WORK REQUEST: Give the number of lines in the data that hold the string "allowed". Nothing else is needed.

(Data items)
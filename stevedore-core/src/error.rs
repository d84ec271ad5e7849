use thiserror::Error;

use crate::models::{ExecOutcome, ProbeConfig};

#[derive(Error, Debug)]
pub enum ExecError {
    #[error("Invalid command: {0}")]
    InvalidCommand(String),

    #[error("Invalid user: {0}")]
    InvalidUser(String),

    #[error("Invalid probe configuration: {0}")]
    InvalidProbeConfig(String),

    #[error("Runtime error: {0}")]
    Runtime(String),

    #[error(
        "Command `{command}` still running after {polls} poll(s) \
         (poll_timeout={}ms, poll_interval={}ms)",
        .probe.poll_timeout().as_millis(),
        .probe.poll_interval().as_millis()
    )]
    Timeout {
        command: String,
        probe: ProbeConfig,
        polls: u32,
    },

    #[error(
        "Command `{command}` exited with code {exit_code}, expected one of {allowed:?} \
         (last inspection: {response:?})"
    )]
    ExitCodeValidation {
        command: String,
        exit_code: i64,
        allowed: Vec<i64>,
        response: ExecOutcome,
    },

    #[error("Output handler error: {0}")]
    Handler(String),

    #[error("Configuration error: {0}")]
    Config(String),

    #[error("IO error: {0}")]
    Io(#[from] std::io::Error),

    #[error("TOML parsing error: {0}")]
    Toml(#[from] toml::de::Error),
}

pub type Result<T> = std::result::Result<T, ExecError>;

RESPONSE TO THIS EXERCISE: 2